Dolphins are multilingual!
Dolphins are multilingual -- at least in their sleep, scientists have found.
London: Dolphins are more intelligent than you thought. They are multilingual -- at least in their sleep, scientists have found.
A team at University of Rennes claims to have recorded captive dolphins at an acquatic park in France talking in their sleep -- in fact, the aquatic mammals have been found to be making whale-like noises, and not dolphin sounds.
In their study, the scientists focussed on five dolphins -- Peos, Mininos, Cecil, Teha, and Amtan -- who were born in captivity and have only ever heard whale sounds as recordings, media reports said.
According to the scientists, if the sounds are confirmed to be "whale", it`ll be the first known instance of dolphins remembering a particular noise and repeating it "later".
For their research, the team hung underwater microphones in the tank of the five dolphins who perform everyday at the French aquatic park Planete Sauvage.
The unusual noises -- which make up just one per cent of all the sounds recorded -- strongly resemble whale song and occur only during "rest periods", mainly between midnight and 3 am, a newspaper reported.
The scientists recruited 20 volunteers to compare dolphin whistles and whale songs and found the dophin`s "whale" is so good that listeners mistook it for real whale song 72 per cent of the time. The noises suggest that the dolphins could be practising their daily shows in their minds at night.

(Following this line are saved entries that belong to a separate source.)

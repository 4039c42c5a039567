//! Sandbox extension backed by a container CLI (`docker`, `podman`, apple `container`).
//!
//! One long-lived container per trust level, named `ferry-sandbox-<trust>`,
//! created on first use and reused afterwards.

use anyhow::{Context, Result};
use async_trait::async_trait;
use ferry_core::TrustLevel;
use std::collections::HashMap;
use std::path::PathBuf;
use std::process::Stdio;
use std::sync::{Mutex, PoisonError};
use std::time::{Duration, Instant};
use tokio::process::Command;
use tracing::{debug, info};

use crate::policy::{ExecOutput, NetworkMode, WorkspaceAccess};
use crate::resolver::{SandboxExtension, SandboxHandle, SandboxRequest};

const WORKDIR: &str = "/work";

/// How containers are created.
#[derive(Debug, Clone)]
pub struct ContainerSettings {
    /// Container CLI binary.
    pub runtime: String,
    pub image: String,
    /// Host directory mounted at `/work` (subject to workspace access).
    pub workspace: PathBuf,
}

impl Default for ContainerSettings {
    fn default() -> Self {
        Self {
            runtime: "docker".to_owned(),
            image: "ubuntu:24.04".to_owned(),
            workspace: PathBuf::from("./workspaces"),
        }
    }
}

#[derive(Debug)]
pub struct ContainerExtension {
    settings: ContainerSettings,
    /// Containers this process has ensured, with last use.
    known: Mutex<HashMap<String, Instant>>,
}

impl ContainerExtension {
    pub fn new(settings: ContainerSettings) -> Self {
        Self {
            settings,
            known: Mutex::new(HashMap::new()),
        }
    }

    fn touch(&self, name: &str) {
        self.known
            .lock()
            .unwrap_or_else(PoisonError::into_inner)
            .insert(name.to_owned(), Instant::now());
    }

    /// Containers this extension has created or reused, most recent first.
    pub fn known_containers(&self) -> Vec<String> {
        let known = self.known.lock().unwrap_or_else(PoisonError::into_inner);
        let mut entries: Vec<_> = known.iter().map(|(name, at)| (name.clone(), *at)).collect();
        drop(known);
        entries.sort_by(|a, b| b.1.cmp(&a.1));
        entries.into_iter().map(|(name, _)| name).collect()
    }

    /// Create or ensure a long-lived container exists for the request.
    ///
    /// 1. `exec <name> true`: container already running.
    /// 2. `start <name>`: container exists but is stopped.
    /// 3. `run -d ...`: create it; an "already exists" error means another
    ///    process won the race, so start and reuse it.
    async fn ensure_container(&self, request: &SandboxRequest) -> Result<String> {
        let name = container_name(request.trust_level);
        let runtime = &self.settings.runtime;

        if self.runtime_succeeds(&["exec", &name, "true"]).await {
            info!(container = %name, "reusing running container");
            self.touch(&name);
            return Ok(name);
        }

        if self.runtime_succeeds(&["start", &name]).await {
            info!(container = %name, "started and reusing stopped container");
            self.touch(&name);
            return Ok(name);
        }

        debug!(
            container = %name,
            trust = %request.trust_level,
            "creating sandbox container"
        );
        let output = Command::new(runtime)
            .args(run_args(&name, request, &self.settings))
            .output()
            .await
            .with_context(|| format!("failed to spawn {runtime}"))?;

        if !output.status.success() {
            let stderr = String::from_utf8_lossy(&output.stderr);
            if stderr.contains("already exists") {
                info!(
                    container = %name,
                    "container already exists, attempting to start and reuse"
                );
                self.runtime_succeeds(&["start", &name]).await;
                self.touch(&name);
                return Ok(name);
            }
            anyhow::bail!("failed to create container {name}: {}", stderr.trim());
        }

        info!(
            container = %name,
            network = ?request.config.network,
            "created sandbox container"
        );
        self.touch(&name);
        Ok(name)
    }

    async fn runtime_succeeds(&self, args: &[&str]) -> bool {
        Command::new(&self.settings.runtime)
            .args(args)
            .stdout(Stdio::null())
            .stderr(Stdio::null())
            .status()
            .await
            .is_ok_and(|status| status.success())
    }
}

fn container_name(trust: TrustLevel) -> String {
    format!("ferry-sandbox-{trust}")
}

/// Arguments for `<runtime> run` that create a container for this request.
fn run_args(name: &str, request: &SandboxRequest, settings: &ContainerSettings) -> Vec<String> {
    let config = &request.config;
    let mut args: Vec<String> = vec!["run".into(), "-d".into(), "--name".into(), name.into()];

    if config.memory_limit > 0 {
        let mb = config.memory_limit / (1024 * 1024);
        args.push("--memory".into());
        args.push(format!("{mb}m"));
    }
    if config.pids_limit > 0 {
        args.push("--pids-limit".into());
        args.push(config.pids_limit.to_string());
    }

    match config.network {
        NetworkMode::None => {
            args.push("--network".into());
            args.push("none".into());
        }
        NetworkMode::Restricted | NetworkMode::Full => {}
    }

    let workspace = settings.workspace.display();
    match config.workspace_access {
        WorkspaceAccess::None => {}
        WorkspaceAccess::Ro => {
            args.push("-v".into());
            args.push(format!("{workspace}:{WORKDIR}:ro"));
        }
        WorkspaceAccess::Rw => {
            args.push("-v".into());
            args.push(format!("{workspace}:{WORKDIR}"));
        }
    }

    args.push("-w".into());
    args.push(WORKDIR.into());
    args.push(settings.image.clone());
    // Keep the container running with a long-lived process
    args.extend(["tail", "-f", "/dev/null"].map(String::from));
    args
}

/// Wrap a command so that private address ranges are unreachable.
fn restrict_network(command: &str) -> String {
    format!(
        concat!(
            "for NET in 10.0.0.0/8 172.16.0.0/12 192.168.0.0/16 ",
            "169.254.0.0/16 100.64.0.0/10; do ",
            "iptables -A OUTPUT -d \"$NET\" -j REJECT 2>/dev/null; done; ",
            "{}"
        ),
        command
    )
}

#[async_trait]
impl SandboxExtension for ContainerExtension {
    fn name(&self) -> &str {
        "container"
    }

    async fn resolve_context(&self, request: &SandboxRequest) -> Result<Option<SandboxHandle>> {
        if !request.config.enabled {
            debug!(
                session = %request.session_name,
                "sandbox disabled for session"
            );
            return Ok(None);
        }
        let container = self.ensure_container(request).await?;
        Ok(Some(SandboxHandle {
            container,
            workdir: PathBuf::from(WORKDIR),
            trust_level: request.trust_level,
            network: request.config.network,
        }))
    }

    async fn exec(
        &self,
        handle: &SandboxHandle,
        command: &str,
        timeout: Duration,
    ) -> Result<ExecOutput> {
        let effective = if handle.network == NetworkMode::Restricted {
            restrict_network(command)
        } else {
            command.to_owned()
        };

        let mut cmd = Command::new(&self.settings.runtime);
        cmd.arg("exec")
            .arg("-w")
            .arg(&handle.workdir)
            .arg(&handle.container)
            .args(["sh", "-c", &effective])
            .kill_on_drop(true);

        match tokio::time::timeout(timeout, cmd.output()).await {
            Err(_) => Ok(ExecOutput {
                exit_code: -1,
                stdout: String::new(),
                stderr: format!("command timed out after {}s", timeout.as_secs()),
            }),
            Ok(Err(e)) => anyhow::bail!("failed to exec in container {}: {e}", handle.container),
            Ok(Ok(output)) => {
                let exit_code = output.status.code().unwrap_or(-1);
                debug!(
                    container = %handle.container,
                    exit_code,
                    "container exec complete"
                );
                self.touch(&handle.container);
                Ok(ExecOutput {
                    exit_code,
                    stdout: String::from_utf8_lossy(&output.stdout).into_owned(),
                    stderr: String::from_utf8_lossy(&output.stderr).into_owned(),
                })
            }
        }
    }
}
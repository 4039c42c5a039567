//! Cross-session forwarding through gateway sessions.
//!
//! A source that cannot inject into its target directly may ask a gateway to
//! relay the message. The request waits in `pending` until an owner approves
//! or rejects it; nothing is forwarded implicitly.

use chrono::{DateTime, Duration, Utc};
use ferry_core::{Decision, InjectMessage, InjectionSource, TrustLevel};
use serde::{Deserialize, Serialize};
use std::collections::HashMap;
use std::fmt;
use std::sync::{Mutex, PoisonError};
use tracing::{debug, info};
use uuid::Uuid;

use crate::context::{SecurityContext, create_forwarded_context};
use crate::resolver::{GatewayRoute, PolicyEngine};

#[derive(Debug, Clone, Copy, PartialEq, Eq, Hash, Serialize, Deserialize)]
#[serde(rename_all = "lowercase")]
pub enum ForwardStatus {
    Pending,
    Approved,
    Rejected,
    Completed,
    Expired,
}

impl ForwardStatus {
    pub fn is_terminal(self) -> bool {
        matches!(self, Self::Rejected | Self::Completed | Self::Expired)
    }

    pub fn as_str(self) -> &'static str {
        match self {
            Self::Pending => "pending",
            Self::Approved => "approved",
            Self::Rejected => "rejected",
            Self::Completed => "completed",
            Self::Expired => "expired",
        }
    }
}

impl fmt::Display for ForwardStatus {
    fn fmt(&self, f: &mut fmt::Formatter<'_>) -> fmt::Result {
        f.write_str(self.as_str())
    }
}

#[derive(Debug, thiserror::Error)]
pub enum ForwardError {
    #[error("forward request {0} not found")]
    NotFound(Uuid),
    #[error("forward request {id} cannot go from {from} to {to}")]
    InvalidTransition {
        id: Uuid,
        from: ForwardStatus,
        to: ForwardStatus,
    },
    #[error("not authorized: {0}")]
    NotAuthorized(String),
    #[error("forward request {0} expired")]
    Expired(Uuid),
}

/// A message waiting to be relayed through a gateway.
#[derive(Debug, Clone, PartialEq, Eq, Serialize, Deserialize)]
pub struct ForwardRequest {
    pub id: Uuid,
    pub from: InjectionSource,
    pub gateway: String,
    pub to: String,
    pub message: InjectMessage,
    pub status: ForwardStatus,
    pub created_at: DateTime<Utc>,
    pub updated_at: DateTime<Utc>,
    #[serde(default, skip_serializing_if = "Option::is_none")]
    pub reason: Option<String>,
}

/// How an injection reaches its target session.
#[derive(Debug, Clone, PartialEq, Eq)]
pub enum Route {
    Direct,
    ViaGateway(String),
    Deny(String),
}

/// Owns the pending-forward set.
#[derive(Debug)]
pub struct ForwardManager {
    engine: PolicyEngine,
    requests: Mutex<HashMap<Uuid, ForwardRequest>>,
}

impl ForwardManager {
    pub fn new(engine: PolicyEngine) -> Self {
        Self {
            engine,
            requests: Mutex::new(HashMap::new()),
        }
    }

    /// First configured gateway that accepts this source type and is marked as a gateway session.
    pub fn find_gateway_for_source(&self, source: &InjectionSource) -> Option<GatewayRoute> {
        self.engine.gateways().into_iter().find(|gateway| {
            gateway.accepts(source.source_type)
                && self.engine.session_policy(&gateway.session).gateway
        })
    }

    /// Whether `source` can only reach `target` through a gateway.
    pub fn requires_gateway(&self, source: &InjectionSource, target: &str) -> bool {
        !self.engine.check_direct(source, target).is_allowed()
            && self.find_gateway_for_source(source).is_some()
    }

    /// Whether a gateway would relay `source` to `target`.
    pub fn can_forward_to(&self, source: &InjectionSource, target: &str) -> Decision {
        match self.gateway_for(source, target) {
            Ok(_) => Decision::Allowed,
            Err(reason) => Decision::deny(reason),
        }
    }

    /// Direct, via a gateway, or denied, with the reason for denial.
    pub fn route(&self, source: &InjectionSource, target: &str) -> Route {
        let direct = self.engine.check_direct(source, target);
        if direct.is_allowed() {
            return Route::Direct;
        }
        if self.find_gateway_for_source(source).is_none() {
            let reason = direct.reason().unwrap_or("not allowed");
            return Route::Deny(reason.to_owned());
        }
        match self.gateway_for(source, target) {
            Ok(gateway) => Route::ViaGateway(gateway.session),
            Err(reason) => Route::Deny(reason),
        }
    }

    /// First gateway that accepts `source` and has a rule for `target`.
    ///
    /// When none qualifies, the error explains why the first candidate refused.
    fn gateway_for(&self, source: &InjectionSource, target: &str) -> Result<GatewayRoute, String> {
        let mut refusal = None;
        for gateway in self.engine.gateways() {
            if !gateway.accepts(source.source_type)
                || !self.engine.session_policy(&gateway.session).gateway
            {
                continue;
            }
            let policy = self.engine.resolve(source, &gateway.session);
            let reason = if !policy.is_gateway || !policy.can_forward {
                format!(
                    "gateway '{}' does not forward for {} sources",
                    gateway.session, source.trust_level
                )
            } else if !gateway.allows(source.trust_level, target) {
                format!(
                    "gateway '{}' has no rule forwarding {} sources to '{target}'",
                    gateway.session, source.trust_level
                )
            } else {
                return Ok(gateway);
            };
            refusal.get_or_insert(reason);
        }
        let no_gateway = || format!("no gateway accepts {} sources", source.source_type);
        Err(refusal.unwrap_or_else(no_gateway))
    }

    fn lock(&self) -> std::sync::MutexGuard<'_, HashMap<Uuid, ForwardRequest>> {
        self.requests.lock().unwrap_or_else(PoisonError::into_inner)
    }

    /// Queue a forward for approval.
    pub fn create_request(
        &self,
        source: InjectionSource,
        target: &str,
        message: InjectMessage,
    ) -> Result<ForwardRequest, ForwardError> {
        let gateway = self
            .gateway_for(&source, target)
            .map_err(ForwardError::NotAuthorized)?;

        let now = Utc::now();
        let request = ForwardRequest {
            id: Uuid::new_v4(),
            from: source,
            gateway: gateway.session,
            to: target.to_owned(),
            message,
            status: ForwardStatus::Pending,
            created_at: now,
            updated_at: now,
            reason: None,
        };
        info!(
            request_id = %request.id,
            gateway = %request.gateway,
            target = %request.to,
            source = %request.from.label(),
            "forward request pending approval"
        );
        self.lock().insert(request.id, request.clone());
        Ok(request)
    }

    fn ttl_for(&self, gateway: &str) -> Option<Duration> {
        self.engine
            .gateways()
            .into_iter()
            .find(|route| route.session == gateway)
            .and_then(|route| i64::try_from(route.request_ttl_secs).ok())
            .map(Duration::seconds)
    }

    fn require_owner(approver: &SecurityContext) -> Result<(), ForwardError> {
        if approver.trust_level() == TrustLevel::Owner {
            Ok(())
        } else {
            Err(ForwardError::NotAuthorized(format!(
                "approving forwards requires owner trust, approver is {}",
                approver.trust_level()
            )))
        }
    }

    /// Move a pending request to `to`, expiring it first if its TTL has passed.
    fn decide(
        &self,
        id: Uuid,
        to: ForwardStatus,
        reason: Option<String>,
    ) -> Result<ForwardRequest, ForwardError> {
        let now = Utc::now();
        let ttl = {
            let requests = self.lock();
            let request = requests.get(&id).ok_or(ForwardError::NotFound(id))?;
            self.ttl_for(&request.gateway)
        };

        let mut requests = self.lock();
        let request = requests.get_mut(&id).ok_or(ForwardError::NotFound(id))?;
        if request.status != ForwardStatus::Pending {
            return Err(ForwardError::InvalidTransition {
                id,
                from: request.status,
                to,
            });
        }
        if ttl.is_some_and(|ttl| now - request.created_at > ttl) {
            request.status = ForwardStatus::Expired;
            request.updated_at = now;
            return Err(ForwardError::Expired(id));
        }
        request.status = to;
        request.updated_at = now;
        request.reason = reason;
        Ok(request.clone())
    }

    pub fn approve_request(
        &self,
        id: Uuid,
        approver: &SecurityContext,
    ) -> Result<ForwardRequest, ForwardError> {
        Self::require_owner(approver)?;
        let request = self.decide(id, ForwardStatus::Approved, None)?;
        info!(
            request_id = %id,
            approver = %approver.source().label(),
            "forward request approved"
        );
        Ok(request)
    }

    pub fn reject_request(
        &self,
        id: Uuid,
        approver: &SecurityContext,
        reason: Option<String>,
    ) -> Result<ForwardRequest, ForwardError> {
        Self::require_owner(approver)?;
        let reason = reason.unwrap_or_else(|| "rejected by owner".to_owned());
        let request = self.decide(id, ForwardStatus::Rejected, Some(reason))?;
        info!(
            request_id = %id,
            approver = %approver.source().label(),
            "forward request rejected"
        );
        Ok(request)
    }

    /// Mark an approved request completed and build the context to inject it with.
    ///
    /// The caller submits `request.message` to the target session's queue under
    /// the returned context.
    pub fn complete_request(
        &self,
        id: Uuid,
    ) -> Result<(ForwardRequest, SecurityContext), ForwardError> {
        let request = {
            let mut requests = self.lock();
            let request = requests.get_mut(&id).ok_or(ForwardError::NotFound(id))?;
            if request.status != ForwardStatus::Approved {
                return Err(ForwardError::InvalidTransition {
                    id,
                    from: request.status,
                    to: ForwardStatus::Completed,
                });
            }
            request.status = ForwardStatus::Completed;
            request.updated_at = Utc::now();
            request.clone()
        };

        let context = create_forwarded_context(
            &self.engine,
            &request.to,
            &request.gateway,
            request.id,
            request.from.clone(),
        );
        info!(
            request_id = %id,
            target = %request.to,
            trust = %context.trust_level(),
            "forward request completed"
        );
        Ok((request, context))
    }

    pub fn get_request(&self, id: Uuid) -> Option<ForwardRequest> {
        self.lock().get(&id).cloned()
    }

    /// Pending requests, oldest first.
    pub fn get_pending_requests(&self) -> Vec<ForwardRequest> {
        let mut pending: Vec<_> = self
            .lock()
            .values()
            .filter(|request| request.status == ForwardStatus::Pending)
            .cloned()
            .collect();
        pending.sort_by_key(|request| request.created_at);
        pending
    }

    /// Expire pending requests older than their gateway's TTL. Returns the expired ids.
    pub fn expire_stale(&self, now: DateTime<Utc>) -> Vec<Uuid> {
        let ttls: HashMap<String, Duration> = self
            .engine
            .gateways()
            .into_iter()
            .filter_map(|route| {
                i64::try_from(route.request_ttl_secs)
                    .ok()
                    .map(|secs| (route.session, Duration::seconds(secs)))
            })
            .collect();

        let mut expired = Vec::new();
        for request in self.lock().values_mut() {
            if request.status != ForwardStatus::Pending {
                continue;
            }
            let Some(ttl) = ttls.get(&request.gateway) else {
                continue;
            };
            if now - request.created_at > *ttl {
                request.status = ForwardStatus::Expired;
                request.updated_at = now;
                expired.push(request.id);
            }
        }
        if !expired.is_empty() {
            info!(count = expired.len(), "expired stale forward requests");
        }
        expired
    }

    /// Drop requests in a terminal state. Returns how many were removed.
    pub fn prune_terminal(&self) -> usize {
        let mut requests = self.lock();
        let before = requests.len();
        requests.retain(|_, request| !request.status.is_terminal());
        let removed = before - requests.len();
        drop(requests);
        if removed > 0 {
            debug!(removed, "pruned finished forward requests");
        }
        removed
    }
}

Martine Hausberger, who led the team, told the `Science` magazine: "The shows are a really special time in the day, because the dolphins are rewarded for their performance. There are lots of things they could mimic but don`t... It`s really remarkable the only mimicry (we) found was this one."
The recordings are "the first report of mimicries of sounds heard during special events produced by dolphins in a resting/sleeping context", the researchers wrote in `Frontiers in Comparative Psychology` journal.
"This finding opens very large perspectives for future investigations on dolphin learning processes and `mental representations`," they added.